# Problem requirements
Going through the entries below, count each line containing the word "UnsupportedCast". Report the number only.

[Extracted entries Boundary: Start]

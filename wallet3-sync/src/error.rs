//! Top level error module for the crate

use std::time::Duration;

use crate::primitives::BlockHeight;

/// Errors reported by a storage backend
#[derive(Debug, thiserror::Error)]
pub enum StorageError {
    /// The scoped transaction could not be committed; nothing it staged was applied
    #[error("Commit failed. {0}")]
    CommitFailed(String),
    /// The backend cannot be read or written
    #[error("Storage unavailable. {0}")]
    Unavailable(String),
}

/// Errors reported by the daemon communications channel
#[derive(Debug, thiserror::Error)]
pub enum DaemonError {
    /// The daemon could not be reached or did not answer
    #[error("Daemon unreachable. {0}")]
    Unreachable(String),
    /// The daemon answered without some of the requested outputs
    #[error("Daemon returned {returned} of {requested} requested outputs")]
    MissingOutputs {
        /// Number of outputs asked for
        requested: usize,
        /// Number of outputs answered
        returned: usize,
    },
}

/// Top level error enum encapsulating any error that may occur during sync
#[derive(Debug, thiserror::Error)]
pub enum SyncError {
    /// Errors associated with the storage backend
    #[error("Storage error. {0}")]
    Storage(#[from] StorageError),
    /// Errors associated with the daemon
    #[error("Daemon error. {0}")]
    Daemon(#[from] DaemonError),
    /// A single block was handed to the engine out of order
    #[error("Block with height {height} does not follow last scanned height {last_scan_height}")]
    UnexpectedHeight {
        /// Height of the rejected block
        height: BlockHeight,
        /// Height the wallet has fully applied
        last_scan_height: BlockHeight,
    },
    /// The engine is not running
    #[error("Wallet is not running")]
    NotRunning,
    /// The daemon did not confirm deregistration in time
    #[error("Daemon did not confirm deregistration within {0:?}")]
    DeregisterTimeout(Duration),
    /// The daemon dropped the deregistration signal without confirming
    #[error("Daemon dropped the deregistration signal")]
    DeregisterAborted,
}

/// Errors sampling decoys
#[derive(Debug, thiserror::Error)]
pub enum DecoyError {
    /// The output universe cannot supply the requested decoys after exclusions
    #[error(
        "No decoys available. Requested {requested} with {excluded} excluded from {universe} outputs"
    )]
    NoDecoysAvailable {
        /// Number of decoys asked for
        requested: usize,
        /// Number of excluded indices inside the universe
        excluded: usize,
        /// Number of selectable global output indices
        universe: u64,
    },
}

/// Errors building an outgoing transaction. Every variant is recoverable by the caller.
#[derive(Debug, thiserror::Error)]
pub enum ConstructionError {
    /// Unlocked unspent outputs do not cover the destinations and fee
    #[error("Insufficient funds. Available {available}, required {required}")]
    InsufficientFunds {
        /// Sum of the unlocked unspent outputs
        available: u64,
        /// Destinations plus the smallest fee
        required: u64,
    },
    /// Not enough decoys to fill a ring
    #[error("{0}")]
    NoDecoysAvailable(#[from] DecoyError),
    /// The fee kept outgrowing the selected inputs
    #[error("Fee estimation failed after {attempts} attempts")]
    FeeEstimationFailed {
        /// Finalise attempts made
        attempts: usize,
    },
    /// The destination list is unusable
    #[error("Invalid destinations. {0}")]
    InvalidDestinations(String),
    /// Errors associated with the storage backend
    #[error("Storage error. {0}")]
    Storage(#[from] StorageError),
    /// Errors associated with the daemon
    #[error("Daemon error. {0}")]
    Daemon(#[from] DaemonError),
}
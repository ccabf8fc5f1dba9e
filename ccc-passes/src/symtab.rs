//! Scoped symbol table.

use ccc_ast::types::TypeName;
use ccc_source::Location;
use std::collections::HashMap;

/// A declared variable.
///
/// `H` is whatever the owning pass needs to attach to the name: the analyzer uses `()`, the code
/// generator stores the stack slot backing the variable.
#[derive(Debug, Clone, PartialEq)]
pub struct SymbolEntry<H> {
    pub name: String,
    pub ty: TypeName,
    pub loc: Location,
    pub handle: H,
}

pub type Scope<H> = HashMap<String, SymbolEntry<H>>;

/// A stack of scopes. Lookups walk from the innermost scope outwards.
///
/// The table is created with one (outermost) scope which can never be popped.
#[derive(Debug, Clone)]
pub struct SymbolTable<H> {
    innermost: Scope<H>,
    /// Enclosing scopes, outermost first.
    enclosing: Vec<Scope<H>>,
}

impl<H> Default for SymbolTable<H> {
    fn default() -> Self {
        Self {
            innermost: Scope::new(),
            enclosing: Vec::new(),
        }
    }
}

impl<H> SymbolTable<H> {
    pub fn new() -> Self {
        Self::default()
    }

    /// Number of scopes currently on the stack (at least `1`).
    pub fn depth(&self) -> usize {
        self.enclosing.len() + 1
    }

    pub fn push_scope(&mut self) {
        let outer = std::mem::take(&mut self.innermost);
        self.enclosing.push(outer);
    }

    /// Discards the innermost scope and returns its entries.
    /// Returns `None` without doing anything if only the outermost scope is left.
    pub fn pop_scope(&mut self) -> Option<Scope<H>> {
        let outer = self.enclosing.pop()?;
        Some(std::mem::replace(&mut self.innermost, outer))
    }

    /// Adds a symbol to the innermost scope.
    /// Returns `false` if the name is already declared in that scope. Names from outer scopes may be shadowed.
    ///
    /// # Params
    /// * `name` - The name of the variable.
    /// * `ty` - The declared type.
    /// * `loc` - Where the declaration appears.
    /// * `handle` - Pass specific data attached to the symbol.
    pub fn add_symbol(&mut self, name: &str, ty: TypeName, loc: Location, handle: H) -> bool {
        if self.innermost.contains_key(name) {
            return false;
        }
        self.innermost.insert(
            name.to_string(),
            SymbolEntry {
                name: name.to_string(),
                ty,
                loc,
                handle,
            },
        );
        true
    }

    /// Binds `name` in the innermost scope, replacing any entry with the same name in that scope.
    pub fn set_symbol(&mut self, name: &str, ty: TypeName, loc: Location, handle: H) {
        self.innermost.insert(
            name.to_string(),
            SymbolEntry {
                name: name.to_string(),
                ty,
                loc,
                handle,
            },
        );
    }

    /// Resolves `name`, innermost scope first.
    pub fn get_symbol(&self, name: &str) -> Option<&SymbolEntry<H>> {
        std::iter::once(&self.innermost)
            .chain(self.enclosing.iter().rev())
            .find_map(|scope| scope.get(name))
    }

    /// Resolves `name` in the innermost scope only.
    pub fn get_in_current_scope(&self, name: &str) -> Option<&SymbolEntry<H>> {
        self.innermost.get(name)
    }
}
impl Codegen {
    pub fn new(module_name: &str) -> Self {
        Self {
            builder: Builder::new(module_name),
            symbols: SymbolTable::new(),
            loops: Vec::new(),
            function: None,
        }
    }

    /// Consumes `self`, verifies the generated module and returns it.
    pub fn finish(self) -> Result<Module> {
        Ok(self.builder.finish()?)
    }

    pub fn codegen_program(&mut self, program: &Program) -> Result<()> {
        for item in &program.items {
            match item {
                Item::Declaration(decl) => {
                    self.codegen_function_decl(decl)?;
                }
                Item::Definition(def) => self.codegen_function_def(def)?,
            }
        }
        Ok(())
    }

    fn codegen_function_decl(&mut self, decl: &FunctionDecl) -> Result<FuncId> {
        let params = decl
            .params
            .iter()
            .map(|param| Param {
                name: param.name.clone(),
                ty: ir_type(param.ty),
            })
            .collect();
        let func = self
            .builder
            .declare_function(&decl.name, ir_type(decl.return_type), params);
        // A definition's parameter names are final.
        if self.builder.function(func)?.is_declaration() {
            for (index, param) in decl.params.iter().enumerate() {
                self.builder.set_param_name(func, index, &param.name)?;
            }
        }
        Ok(func)
    }

    fn codegen_function_def(&mut self, def: &FunctionDef) -> Result<()> {
        debug!(function = %def.decl.name, "generating function");
        let func = self.codegen_function_decl(&def.decl)?;
        let entry = self.builder.append_block(func, "entry")?;
        self.builder.position_at_end(func, entry)?;
        self.function = Some(func);
        self.loops.clear();

        let return_type = def.decl.return_type;
        let result = self.scoped(|this| {
            for (index, param) in def.decl.params.iter().enumerate() {
                let slot = this.builder.build_alloca(&param.name, ir_type(param.ty))?;
                this.builder.build_store(slot, Value::Arg(index))?;
                this.symbols.set_symbol(&param.name, param.ty, param.loc, slot);
            }
            this.codegen_block(&def.body)?;

            if !this.builder.is_terminated() {
                if return_type == TypeName::Void {
                    this.builder.build_ret(None)?;
                } else {
                    this.builder.build_unreachable()?;
                }
            }
            Ok(())
        });
        self.function = None;
        result
    }

    /// Runs `f` inside a new scope. The scope is popped whether or not `f` succeeds.
    fn scoped<T>(&mut self, f: impl FnOnce(&mut Self) -> Result<T>) -> Result<T> {
        self.symbols.push_scope();
        let result = f(self);
        self.symbols.pop_scope();
        result
    }

    fn in_loop<T>(&mut self, target: LoopTarget, f: impl FnOnce(&mut Self) -> Result<T>) -> Result<T> {
        self.loops.push(target);
        let result = f(self);
        self.loops.pop();
        result
    }

    fn current_function(&self) -> Result<FuncId> {
        self.function.ok_or(CodegenError::Build(BuildError::NoInsertionPoint))
    }

    fn append_block(&mut self, label: &str) -> Result<BlockId> {
        let func = self.current_function()?;
        Ok(self.builder.append_block(func, label)?)
    }

    fn position_at_end(&mut self, block: BlockId) -> Result<()> {
        let func = self.current_function()?;
        trace!(block = block.0, "switching block");
        Ok(self.builder.position_at_end(func, block)?)
    }

    /// Branches to `target` unless the current block already ended.
    fn branch_if_open(&mut self, target: BlockId) -> Result<()> {
        if !self.builder.is_terminated() {
            self.builder.build_br(target)?;
        }
        Ok(())
    }

    fn lookup(&self, name: &str) -> Result<SlotId> {
        self.symbols
            .get_symbol(name)
            .map(|entry| entry.handle)
            .ok_or_else(|| CodegenError::UnresolvedVariable(name.to_string()))
    }

    fn codegen_block(&mut self, block: &Block) -> Result<()> {
        self.scoped(|this| {
            for stmt in &block.stmts {
                // Anything after `return`, `break` or `continue` is dead.
                if this.builder.is_terminated() {
                    break;
                }
                this.codegen_stmt(stmt)?;
            }
            Ok(())
        })
    }

    fn codegen_stmt(&mut self, stmt: &Stmt) -> Result<()> {
        match &stmt.kind {
            StmtKind::Declaration(decl) => {
                let slot = self.builder.build_alloca(&decl.name, ir_type(decl.ty))?;
                self.symbols.set_symbol(&decl.name, decl.ty, decl.loc, slot);
            }
            StmtKind::DeclAndAssign { decl, init } => {
                // The initializer still sees any outer variable with the same name.
                let value = self.codegen_expr(init)?;
                let slot = self.builder.build_alloca(&decl.name, ir_type(decl.ty))?;
                self.builder.build_store(slot, value)?;
                self.symbols.set_symbol(&decl.name, decl.ty, decl.loc, slot);
            }
            StmtKind::Assignment { name, value } => {
                let slot = self.lookup(name)?;
                let value = self.codegen_expr(value)?;
                self.builder.build_store(slot, value)?;
            }
            StmtKind::AugmentedAssignment { op, name, value } => {
                let slot = self.lookup(name)?;
                let current = self.builder.build_load(slot)?;
                let ty = annotation(value)?;
                let rhs = self.codegen_expr(value)?;
                let result = self
                    .builder
                    .build_binary(arith_op(op.binary_op(), ty), current, rhs)?;
                self.builder.build_store(slot, result)?;
            }
            StmtKind::Block(block) => self.codegen_block(block)?,
            StmtKind::If { cond, body } => {
                let cond = self.codegen_condition(cond)?;
                let then_block = self.append_block("iftrue")?;
                let cont_block = self.append_block("ifcont")?;
                self.builder.build_cond_br(cond, then_block, cont_block)?;

                self.position_at_end(then_block)?;
                self.codegen_stmt(body)?;
                self.branch_if_open(cont_block)?;

                self.position_at_end(cont_block)?;
            }
            StmtKind::While { cond, body } => {
                let cond_block = self.append_block("while.cond")?;
                let body_block = self.append_block("while.body")?;
                let end_block = self.append_block("while.end")?;
                self.builder.build_br(cond_block)?;

                self.position_at_end(cond_block)?;
                let cond = self.codegen_condition(cond)?;
                self.builder.build_cond_br(cond, body_block, end_block)?;

                self.position_at_end(body_block)?;
                let target = LoopTarget {
                    continue_to: cond_block,
                    exit: end_block,
                };
                self.in_loop(target, |this| this.codegen_stmt(body))?;
                self.branch_if_open(cond_block)?;

                self.position_at_end(end_block)?;
            }
            StmtKind::For {
                init,
                cond,
                update,
                body,
            } => self.scoped(|this| {
                if let Some(init) = init {
                    this.codegen_stmt(init)?;
                }
                let cond_block = this.append_block("for.cond")?;
                let body_block = this.append_block("for.body")?;
                let inc_block = this.append_block("for.inc")?;
                let end_block = this.append_block("for.end")?;
                this.builder.build_br(cond_block)?;

                this.position_at_end(cond_block)?;
                match cond {
                    Some(cond) => {
                        let cond = this.codegen_condition(cond)?;
                        this.builder.build_cond_br(cond, body_block, end_block)?;
                    }
                    None => this.builder.build_br(body_block)?,
                }

                this.position_at_end(body_block)?;
                let target = LoopTarget {
                    continue_to: inc_block,
                    exit: end_block,
                };
                this.in_loop(target, |this| this.codegen_stmt(body))?;
                this.branch_if_open(inc_block)?;

                this.position_at_end(inc_block)?;
                if let Some(update) = update {
                    this.codegen_stmt(update)?;
                }
                this.branch_if_open(cond_block)?;

                this.position_at_end(end_block)
            })?,
            StmtKind::Break => {
                let target = self
                    .loops
                    .last()
                    .ok_or(CodegenError::MissingLoopTarget("break"))?;
                self.builder.build_br(target.exit)?;
            }
            StmtKind::Continue => {
                let target = self
                    .loops
                    .last()
                    .ok_or(CodegenError::MissingLoopTarget("continue"))?;
                self.builder.build_br(target.continue_to)?;
            }
            StmtKind::Return(None) => self.builder.build_ret(None)?,
            StmtKind::Return(Some(value)) => {
                let ty = annotation(value)?;
                let value = self.codegen_expr(value)?;
                // `return f();` inside a void function, where `f` returns void.
                if ty == TypeName::Void {
                    self.builder.build_ret(None)?;
                } else {
                    self.builder.build_ret(Some(value))?;
                }
            }
            StmtKind::Expr(expr) => {
                self.codegen_expr(expr)?;
            }
        }
        Ok(())
    }

    /// Lowers a condition and compares it against zero, producing an `i1`.
    fn codegen_condition(&mut self, cond: &Expr) -> Result<Value> {
        let value = self.codegen_expr(cond)?;
        self.to_bool(value)
    }

    fn to_bool(&mut self, value: Value) -> Result<Value> {
        let ty = self.builder.value_type(&value);
        let zero = ty.zero().ok_or(CodegenError::UnsupportedCast {
            from: TypeName::Void,
            to: TypeName::Bool,
        })?;
        let result = if ty.is_float() {
            self.builder
                .build_fcmp(FloatPredicate::One, value, zero.into())?
        } else {
            self.builder
                .build_icmp(IntPredicate::Ne, value, zero.into())?
        };
        Ok(result)
    }

    fn codegen_expr(&mut self, expr: &Expr) -> Result<Value> {
        let ty = annotation(expr)?;
        let value = match &expr.kind {
            ExprKind::Literal(literal) => Value::Const(constant(*literal)),
            ExprKind::Variable(name) => {
                let slot = self.lookup(name)?;
                self.builder.build_load(slot)?
            }
            ExprKind::Binary { op, lhs, rhs } => {
                let lhs = self.codegen_expr(lhs)?;
                let rhs = self.codegen_expr(rhs)?;
                self.builder.build_binary(arith_op(*op, ty), lhs, rhs)?
            }
            ExprKind::Logical { op, lhs, rhs } => {
                let lhs = self.codegen_expr(lhs)?;
                let rhs = self.codegen_expr(rhs)?;
                let lhs = self.to_bool(lhs)?;
                let rhs = self.to_bool(rhs)?;
                let op = match op {
                    LogicalOp::And => BinOp::And,
                    LogicalOp::Or => BinOp::Or,
                };
                self.builder.build_binary(op, lhs, rhs)?
            }
            ExprKind::Relational { op, lhs, rhs } => {
                let operand_ty = annotation(lhs)?;
                let lhs = self.codegen_expr(lhs)?;
                let rhs = self.codegen_expr(rhs)?;
                if operand_ty.is_floating() {
                    self.builder.build_fcmp(float_predicate(*op), lhs, rhs)?
                } else {
                    self.builder.build_icmp(int_predicate(*op), lhs, rhs)?
                }
            }
            ExprKind::Unary { op, operand } => {
                let operand = self.codegen_expr(operand)?;
                match op {
                    UnaryOp::Neg if ty.is_floating() => self.builder.build_fneg(operand)?,
                    UnaryOp::Neg => {
                        let zero = ir_type(ty)
                            .zero()
                            .ok_or(CodegenError::MissingAnnotation(expr.loc))?;
                        self.builder.build_binary(BinOp::Sub, zero.into(), operand)?
                    }
                    UnaryOp::Not => {
                        self.builder
                            .build_binary(BinOp::Xor, operand, Constant::I1(true).into())?
                    }
                }
            }
            ExprKind::Ternary {
                cond,
                then_expr,
                else_expr,
            } => {
                let cond = self.codegen_condition(cond)?;
                let true_block = self.append_block("cond.true")?;
                let false_block = self.append_block("cond.false")?;
                let end_block = self.append_block("cond.end")?;
                self.builder.build_cond_br(cond, true_block, false_block)?;

                // Nested control flow may move the insertion point, so the incoming edge is
                // whatever block each arm ends in.
                self.position_at_end(true_block)?;
                let then_value = self.codegen_expr(then_expr)?;
                let then_end = self.builder.current_block().unwrap_or(true_block);
                self.builder.build_br(end_block)?;

                self.position_at_end(false_block)?;
                let else_value = self.codegen_expr(else_expr)?;
                let else_end = self.builder.current_block().unwrap_or(false_block);
                self.builder.build_br(end_block)?;

                self.position_at_end(end_block)?;
                self.builder.build_phi(
                    ir_type(ty),
                    vec![(then_value, then_end), (else_value, else_end)],
                )?
            }
            ExprKind::Cast { target, operand } => {
                let from = annotation(operand)?;
                let value = self.codegen_expr(operand)?;
                if from == *target {
                    value
                } else if target.is_integer() && from.is_floating() {
                    self.builder
                        .build_cast(CastOp::FpToSi, value, ir_type(*target))?
                } else if target.is_floating() && from.is_integer() {
                    self.builder
                        .build_cast(CastOp::SiToFp, value, ir_type(*target))?
                } else {
                    return Err(CodegenError::UnsupportedCast { from, to: *target });
                }
            }
            ExprKind::Call { callee, args } => {
                let func = self
                    .builder
                    .get_function(callee)
                    .ok_or_else(|| CodegenError::UnresolvedFunction(callee.clone()))?;
                let args = args
                    .iter()
                    .map(|arg| self.codegen_expr(arg))
                    .collect::<Result<Vec<_>>>()?;
                self.builder.build_call(func, args)?
            }
        };
        Ok(value)
    }
}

[Extracted entries Boundary: End]

# Written response
2